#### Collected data
== Segment start ==

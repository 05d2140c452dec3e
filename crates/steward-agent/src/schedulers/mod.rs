// SPDX-License-Identifier: MIT OR Apache-2.0
//! Per-domain schedulers: input state in, candidate intents out.
//!
//! Schedulers propose at most [`MAX_INTENTS_PER_TICK`] intents each and are
//! not trusted to respect the allow-list; everything still passes the gate.

mod calendar;
mod coding;
mod forum;
mod messages;

pub use calendar::CalendarScheduler;
pub use coding::{CodingScheduler, DEFAULT_SUITE};
pub use forum::ForumScheduler;
pub use messages::MessagesScheduler;

/// Cap on intents one scheduler may propose per tick.
pub const MAX_INTENTS_PER_TICK: usize = 10;
// SPDX-License-Identifier: MIT OR Apache-2.0
//! The coding controller: run a repository's test suite locally and capture
//! the output as artifacts. No queue entry; a test run has no external
//! effect to approve.

use super::write_draft;
use crate::AgentError;
use chrono::Utc;
use std::path::PathBuf;
use std::time::Duration;
use steward_core::{ExecutionResult, Intent};
use tokio::process::Command;
use tracing::warn;

/// Hard cap on a test run.
const RUN_TIMEOUT: Duration = Duration::from_secs(1200);

/// Realizes `run_tests` intents.
pub struct CodingController {
    artifacts_dir: PathBuf,
}

impl CodingController {
    /// A controller writing under `artifacts_dir`.
    pub fn new(artifacts_dir: impl Into<PathBuf>) -> Self {
        Self {
            artifacts_dir: artifacts_dir.into(),
        }
    }

    /// Run the intent's test suite in its repository, capturing stdout and
    /// stderr to timestamped artifact files.
    pub async fn execute(&self, intent: &Intent) -> Result<ExecutionResult, AgentError> {
        if intent.kind != "run_tests" {
            return Ok(ExecutionResult::skipped("unsupported_intent"));
        }

        let repo = {
            let r = intent.payload_str("repo");
            if r.is_empty() { "." } else { r }.to_string()
        };
        let suite = {
            let s = intent.payload_str("suite");
            if s.is_empty() {
                crate::schedulers::DEFAULT_SUITE
            } else {
                s
            }
            .to_string()
        };
        let argv: Vec<&str> = suite.split_whitespace().collect();
        let Some((program, args)) = argv.split_first() else {
            return Ok(ExecutionResult::fail(Vec::new(), "empty_suite"));
        };

        let stamp = Utc::now().format("%Y%m%d_%H%M%S");
        let out_path = self.artifacts_dir.join(format!("coding/tests_{stamp}.out.txt"));
        let err_path = self.artifacts_dir.join(format!("coding/tests_{stamp}.err.txt"));

        let run = tokio::time::timeout(
            RUN_TIMEOUT,
            Command::new(program).args(args).current_dir(&repo).output(),
        )
        .await;

        match run {
            Ok(Ok(output)) => {
                write_draft(&out_path, &String::from_utf8_lossy(&output.stdout))?;
                write_draft(&err_path, &String::from_utf8_lossy(&output.stderr))?;
                let rc = output.status.code().unwrap_or(-1);
                let result = if output.status.success() {
                    ExecutionResult::ok(vec![out_path, err_path], format!("rc={rc}"))
                } else {
                    ExecutionResult::fail(vec![out_path, err_path], format!("rc={rc}"))
                };
                Ok(result)
            }
            Ok(Err(e)) => {
                warn!(repo, error = %e, "test runner failed to start");
                write_draft(&err_path, &e.to_string())?;
                Ok(ExecutionResult::fail(vec![err_path], "runner_error"))
            }
            Err(_) => {
                write_draft(&err_path, "test run timed out")?;
                Ok(ExecutionResult::fail(vec![err_path], "runner_error"))
            }
        }
    }
}

#[cfg(test)]
mod tests {
    use super::*;
    use steward_core::Domain;

    fn run_tests_intent(repo: &str, suite: &str) -> Intent {
        Intent::new(Domain::Coding, "run_tests")
            .with_payload("repo", repo)
            .with_payload("suite", suite)
    }

    #[tokio::test]
    async fn successful_suite_captures_stdout() {
        let artifacts = tempfile::tempdir().unwrap();
        let repo = tempfile::tempdir().unwrap();
        let ctrl = CodingController::new(artifacts.path());

        let res = ctrl
            .execute(&run_tests_intent(
                &repo.path().to_string_lossy(),
                "echo all tests passed",
            ))
            .await
            .unwrap();
        assert_eq!(res.status, steward_core::ExecStatus::Ok);
        assert_eq!(res.note, "rc=0");
        assert_eq!(res.artifacts.len(), 2);

        let out = std::fs::read_to_string(&res.artifacts[0]).unwrap();
        assert!(out.contains("all tests passed"));
    }

    #[tokio::test]
    async fn failing_suite_reports_nonzero_rc() {
        let artifacts = tempfile::tempdir().unwrap();
        let repo = tempfile::tempdir().unwrap();
        let ctrl = CodingController::new(artifacts.path());

        let res = ctrl
            .execute(&run_tests_intent(&repo.path().to_string_lossy(), "false"))
            .await
            .unwrap();
        assert_eq!(res.status, steward_core::ExecStatus::Fail);
        assert!(res.note.starts_with("rc="));
        assert_ne!(res.note, "rc=0");
    }

    #[tokio::test]
    async fn missing_program_is_a_runner_error() {
        let artifacts = tempfile::tempdir().unwrap();
        let ctrl = CodingController::new(artifacts.path());

        let res = ctrl
            .execute(&run_tests_intent(".", "definitely-not-a-real-binary-xyz"))
            .await
            .unwrap();
        assert_eq!(res.status, steward_core::ExecStatus::Fail);
        assert_eq!(res.note, "runner_error");
    }

    #[tokio::test]
    async fn other_intents_are_skipped() {
        let artifacts = tempfile::tempdir().unwrap();
        let ctrl = CodingController::new(artifacts.path());
        let res = ctrl
            .execute(&Intent::new(Domain::Coding, "draft_patch"))
            .await
            .unwrap();
        assert_eq!(res.note, "unsupported_intent");
    }
}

== Segment end ==

Each entry is to be written out exactly as it was given.

repository 05d2140c452dec3e
filename crates/steward-agent/src/schedulers/mod.rs
// SPDX-License-Identifier: MIT OR Apache-2.0
//! Per-domain schedulers: input state in, candidate intents out.
//!
//! Schedulers propose at most [`MAX_INTENTS_PER_TICK`] intents each and are
//! not trusted to respect the allow-list; everything still passes the gate.

mod calendar;
mod coding;
mod forum;
mod messages;

pub use calendar::CalendarScheduler;
pub use coding::{CodingScheduler, DEFAULT_SUITE};
pub use forum::ForumScheduler;
pub use messages::MessagesScheduler;

/// Cap on intents one scheduler may propose per tick.
pub const MAX_INTENTS_PER_TICK: usize = 10;
// SPDX-License-Identifier: MIT OR Apache-2.0
//! The coding controller: run a repository's test suite locally and capture
//! the output as artifacts. No queue entry; a test run has no external
//! effect to approve.

use super::write_draft;
use crate::AgentError;
use chrono::Utc;
use std::path::PathBuf;
use std::time::Duration;
use steward_core::{ExecutionResult, Intent};
use tokio::process::Command;
use tracing::warn;

/// Hard cap on a test run.
const RUN_TIMEOUT: Duration = Duration::from_secs(1200);

/// Realizes `run_tests` intents.
pub struct CodingController {
    artifacts_dir: PathBuf,
}

impl CodingController {
    /// A controller writing under `artifacts_dir`.
    pub fn new(artifacts_dir: impl Into<PathBuf>) -> Self {
        Self {
            artifacts_dir: artifacts_dir.into(),
        }
    }

    /// Run the intent's test suite in its repository, capturing stdout and
    /// stderr to timestamped artifact files.
    pub async fn execute(&self, intent: &Intent) -> Result<ExecutionResult, AgentError> {
        if intent.kind != "run_tests" {
            return Ok(ExecutionResult::skipped("unsupported_intent"));
        }

        let repo = {
            let r = intent.payload_str("repo");
            if r.is_empty() { "." } else { r }.to_string()
        };
        let suite = {
            let s = intent.payload_str("suite");
            if s.is_empty() {
                crate::schedulers::DEFAULT_SUITE
            } else {
                s
            }
            .to_string()
        };
        let argv: Vec<&str> = suite.split_whitespace().collect();
        let Some((program, args)) = argv.split_first() else {
            return Ok(ExecutionResult::fail(Vec::new(), "empty_suite"));
        };

        let stamp = Utc::now().format("%Y%m%d_%H%M%S");
        let out_path = self.artifacts_dir.join(format!("coding/tests_{stamp}.out.txt"));
        let err_path = self.artifacts_dir.join(format!("coding/tests_{stamp}.err.txt"));

        let run = tokio::time::timeout(
            RUN_TIMEOUT,
            Command::new(program).args(args).current_dir(&repo).output(),
        )
        .await;

        match run {
            Ok(Ok(output)) => {
                write_draft(&out_path, &String::from_utf8_lossy(&output.stdout))?;
                write_draft(&err_path, &String::from_utf8_lossy(&output.stderr))?;
                let rc = output.status.code().unwrap_or(-1);
                let result = if output.status.success() {
                    ExecutionResult::ok(vec![out_path, err_path], format!("rc={rc}"))
                } else {
                    ExecutionResult::fail(vec![out_path, err_path], format!("rc={rc}"))
                };
                Ok(result)
            }
            Ok(Err(e)) => {
                warn!(repo, error = %e, "test runner failed to start");
                write_draft(&err_path, &e.to_string())?;
                Ok(ExecutionResult::fail(vec![err_path], "runner_error"))
            }
            Err(_) => {
                write_draft(&err_path, "test run timed out")?;
                Ok(ExecutionResult::fail(vec![err_path], "runner_error"))
            }
        }
    }
}

#[cfg(test)]
mod tests {
    use super::*;
    use steward_core::Domain;

    fn run_tests_intent(repo: &str, suite: &str) -> Intent {
        Intent::new(Domain::Coding, "run_tests")
            .with_payload("repo", repo)
            .with_payload("suite", suite)
    }

    #[tokio::test]
    async fn successful_suite_captures_stdout() {
        let artifacts = tempfile::tempdir().unwrap();
        let repo = tempfile::tempdir().unwrap();
        let ctrl = CodingController::new(artifacts.path());

        let res = ctrl
            .execute(&run_tests_intent(
                &repo.path().to_string_lossy(),
                "echo all tests passed",
            ))
            .await
            .unwrap();
        assert_eq!(res.status, steward_core::ExecStatus::Ok);
        assert_eq!(res.note, "rc=0");
        assert_eq!(res.artifacts.len(), 2);

        let out = std::fs::read_to_string(&res.artifacts[0]).unwrap();
        assert!(out.contains("all tests passed"));
    }

    #[tokio::test]
    async fn failing_suite_reports_nonzero_rc() {
        let artifacts = tempfile::tempdir().unwrap();
        let repo = tempfile::tempdir().unwrap();
        let ctrl = CodingController::new(artifacts.path());

        let res = ctrl
            .execute(&run_tests_intent(&repo.path().to_string_lossy(), "false"))
            .await
            .unwrap();
        assert_eq!(res.status, steward_core::ExecStatus::Fail);
        assert!(res.note.starts_with("rc="));
        assert_ne!(res.note, "rc=0");
    }

    #[tokio::test]
    async fn missing_program_is_a_runner_error() {
        let artifacts = tempfile::tempdir().unwrap();
        let ctrl = CodingController::new(artifacts.path());

        let res = ctrl
            .execute(&run_tests_intent(".", "definitely-not-a-real-binary-xyz"))
            .await
            .unwrap();
        assert_eq!(res.status, steward_core::ExecStatus::Fail);
        assert_eq!(res.note, "runner_error");
    }

    #[tokio::test]
    async fn other_intents_are_skipped() {
        let artifacts = tempfile::tempdir().unwrap();
        let ctrl = CodingController::new(artifacts.path());
        let res = ctrl
            .execute(&Intent::new(Domain::Coding, "draft_patch"))
            .await
            .unwrap();
        assert_eq!(res.note, "unsupported_intent");
    }
}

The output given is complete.